• ‘Tiroteio’ no bairro
Dois candidatos trocaram fogo sonoro ontem de manhã, em campanha no Núcleo Habitacional Mary Dota, um dos bairros mais populosos da cidade. Enquanto a carreata de Rosa Izzo (PDT) passava pela avenida Doutor Marcos de Paula Raphael, um caminhão e carros de som do peemedebista Rodrigo Agostinho iam e vinham pela avenida.
• Duelo dos decibéis
Enquanto Rosa acenava para os populares da caçamba de um utilitário, Agostinho optava pelo corpo-a-corpo a pé no comércio e residências. Ambos travaram uma disputa para sobrepor com carros de som a presença do adversário.
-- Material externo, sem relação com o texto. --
//! Resilient summarization with retry-and-shrink
//!
//! Wraps a summarization model so one call always comes back with text.
//! Each failed attempt retries with the input cut to 80% of its previous
//! character length, on the assumption that oversized inputs are the usual
//! cause of inference failures. When every attempt fails, the caller gets a
//! truncated excerpt of the original input instead of an error.

use crate::error::AppError;
use crate::pipeline::text::{char_len, char_prefix};
use crate::ports::SummarizationModelPort;
use std::sync::Arc;
use std::time::Duration;

/// Characters of the original input kept when every attempt fails
const FALLBACK_PREFIX_CHARS: usize = 200;

/// Marks a fallback excerpt as truncated
const FALLBACK_SUFFIX: &str = " ...";

/// Retry behavior for one summarization call
#[derive(Debug, Clone)]
pub struct RetryPolicy {
    /// Model attempts before giving up
    pub max_attempts: u32,

    /// Pause between consecutive attempts
    pub retry_delay: Duration,
}

impl Default for RetryPolicy {
    fn default() -> Self {
        Self {
            max_attempts: 3,
            retry_delay: Duration::from_secs(1),
        }
    }
}

/// Summarization wrapper that degrades to truncation instead of failing
pub struct ResilientSummarizer {
    model: Arc<dyn SummarizationModelPort>,
    policy: RetryPolicy,
}

impl ResilientSummarizer {
    pub fn new(model: Arc<dyn SummarizationModelPort>, policy: RetryPolicy) -> Self {
        Self { model, policy }
    }

    /// Summarize `text`, retrying on progressively shorter inputs. Always
    /// returns text: after the last failed attempt the result is the first
    /// 200 characters of the original input with a ` ...` marker.
    pub async fn summarize(&self, text: &str, max_length: u32, min_length: u32) -> String {
        let mut attempt_text = text.to_string();
        for attempt in 1..=self.policy.max_attempts {
            match self
                .model
                .summarize(&attempt_text, max_length, min_length)
                .await
            {
                Ok(summary) => return summary,
                Err(e) => {
                    let shrunk = char_len(&attempt_text) * 4 / 5;
                    self.log_failure(attempt, shrunk, &e);
                    attempt_text = char_prefix(&attempt_text, shrunk).to_string();
                    if attempt < self.policy.max_attempts {
                        tokio::time::sleep(self.policy.retry_delay).await;
                    }
                }
            }
        }

        log::warn!(
            "Summarization failed after {} attempts, falling back to a truncated excerpt",
            self.policy.max_attempts
        );
        let mut fallback = char_prefix(text, FALLBACK_PREFIX_CHARS).to_string();
        fallback.push_str(FALLBACK_SUFFIX);
        fallback
    }

    fn log_failure(&self, attempt: u32, next_chars: usize, error: &AppError) {
        if attempt < self.policy.max_attempts {
            log::warn!(
                "Summarization attempt {}/{} on {} failed ({}), retrying with {} characters",
                attempt,
                self.policy.max_attempts,
                self.model.provider_name(),
                error,
                next_chars
            );
        } else {
            log::warn!(
                "Summarization attempt {}/{} on {} failed ({})",
                attempt,
                self.policy.max_attempts,
                self.model.provider_name(),
                error
            );
        }
    }
}

#[cfg(test)]
mod tests {
    use super::*;
    use crate::pipeline::text::char_len;
    use crate::ports::mocks::ScriptedSummarizer;

    fn fast_policy(max_attempts: u32) -> RetryPolicy {
        RetryPolicy {
            max_attempts,
            retry_delay: Duration::from_millis(0),
        }
    }

    #[tokio::test]
    async fn first_attempt_success_passes_the_input_through_unchanged() {
        let model = ScriptedSummarizer::new(0);
        let summarizer = ResilientSummarizer::new(Arc::new(model.clone()), fast_policy(3));

        let result = summarizer.summarize("the full transcript chunk", 130, 30).await;

        assert_eq!(result, "<summary:1>");
        assert_eq!(model.call_count(), 1);
        assert_eq!(model.calls()[0].text, "the full transcript chunk");
        assert_eq!(model.calls()[0].max_length, 130);
        assert_eq!(model.calls()[0].min_length, 30);
    }

    #[tokio::test]
    async fn each_failure_shrinks_the_next_attempt_to_80_percent() {
        let model = ScriptedSummarizer::new(2);
        let summarizer = ResilientSummarizer::new(Arc::new(model.clone()), fast_policy(3));
        let text = "m".repeat(1000);

        let result = summarizer.summarize(&text, 130, 30).await;

        assert_eq!(result, "<summary:1>");
        let lengths: Vec<usize> = model.calls().iter().map(|c| char_len(&c.text)).collect();
        assert_eq!(lengths, vec![1000, 800, 640]);
    }

    #[tokio::test]
    async fn exhausted_retries_fall_back_to_the_original_prefix() {
        let model = ScriptedSummarizer::new(u32::MAX);
        let summarizer = ResilientSummarizer::new(Arc::new(model.clone()), fast_policy(3));
        let text: String = ('a'..='z').cycle().take(300).collect();

        let result = summarizer.summarize(&text, 130, 30).await;

        assert_eq!(result, format!("{} ...", &text[..200]));
        assert_eq!(model.call_count(), 3);
    }

    #[tokio::test]
    async fn fallback_keeps_short_inputs_whole() {
        let model = ScriptedSummarizer::new(u32::MAX);
        let summarizer = ResilientSummarizer::new(Arc::new(model), fast_policy(2));

        let result = summarizer.summarize("brief notes", 130, 30).await;

        assert_eq!(result, "brief notes ...");
    }

    #[tokio::test]
    async fn zero_attempts_skip_the_model_entirely() {
        let model = ScriptedSummarizer::new(0);
        let summarizer = ResilientSummarizer::new(Arc::new(model.clone()), fast_policy(0));

        let result = summarizer.summarize("anything", 130, 30).await;

        assert_eq!(result, "anything ...");
        assert_eq!(model.call_count(), 0);
    }

    #[tokio::test]
    async fn shrinking_counts_characters_not_bytes() {
        let model = ScriptedSummarizer::new(1);
        let summarizer = ResilientSummarizer::new(Arc::new(model.clone()), fast_policy(2));
        let text = "é".repeat(100);

        summarizer.summarize(&text, 130, 30).await;

        let calls = model.calls();
        assert_eq!(char_len(&calls[0].text), 100);
        assert_eq!(char_len(&calls[1].text), 80);
        assert_eq!(calls[1].text, "é".repeat(80));
    }
}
Pelo menos no som o peemedebista superou Rosa Izzo, porque usou artilharia pesada. Foi impossível combater os decibéis do trio elétrico de Agostinho.
• Verde engole frango
Alguns quilos acima do peso ideal, o candidato a prefeito do PV, Clodoaldo Gazzetta, participou de um jogo pela manhã de ontem contra um time formado pela comunidade da Pousada da Esperança 1. Gazzetta atuou no gol durante 30 minutos e sofreu um “frango” memorável, em um dos três gols que sua equipe levou. Ao final, o placar ainda foi favorável aos verdes: 4 a 3, para sorte do goleiro...
• Domínio da oratória
O candidato a prefeito do Partido Verde disse que sob a trave relembrou a adolescência, quando chegou a atuar no gol da equipe infantil do Esporte Clube Noroeste e no time da escola Liceu Noroeste. “Pelo visto esqueceu tudo”, disse um correligionário. Gazzetta tem demonstrado nesta campanha que se por um lado esqueceu-se completamente dos fundamentos do futebol, por outro dominou o dom da oratória com categoria.
• Atacar ou não atacar?
Faltando 35 dias para as eleições e completados 11 dias de campanha no rádio e na TV, um vazio paira no ar: quando os candidatos de Bauru vão iniciar as críticas às propostas dos adversários? As coordenações de campanha, em sua maioria, atribuem a uma suposta falta de propostas dos adversários a inexistência de crítica. Assim todos jogam na retranca e, por isso, ninguém corre o risco de se expor.
• Cuidado com hipocrisia
É ponto pacífico que atacar a vida pessoal dos concorrentes é repugnante. Porém, soa hipocrisia dizer que não se faz críticas ao adversário apenas para posar de bom moço ou de boa moça. Apontar as falhas e defeitos dos adversários faz parte do debate eleitoral. Veja, por exemplo, a campanha presidencial norte-americana. Os eleitores querem saber o que os candidatos pensam uns dos outros.
• Elevando a temperatura
Arthur Monteiro Júnior, experiente militante de esquerda, coordenador da campanha da candidata a prefeita pelo PSOL, Márcia Camargo, avalia que, com a aproximação do dia da eleição, os candidatos devem engrossar o discurso. “A tendência é que as coisas esquentem e fiquem mais claras”, aposta.
• ‘Não tem como discutir’
João Lourenço, da campanha de Caio Coube (PSDB), diz que “tem candidato que nem plano de governo tem. Aliás, não tem nem proposta e vai fazer o que outro já fez. Deixou de fazer porque foi impedido pela Justiça. Outro aparece dizendo que vai pôr benzedeira no Posto de Saúde. Não tem nem como fazer uma discussão de plano de governo com os demais”, fazendo ataques indiretos.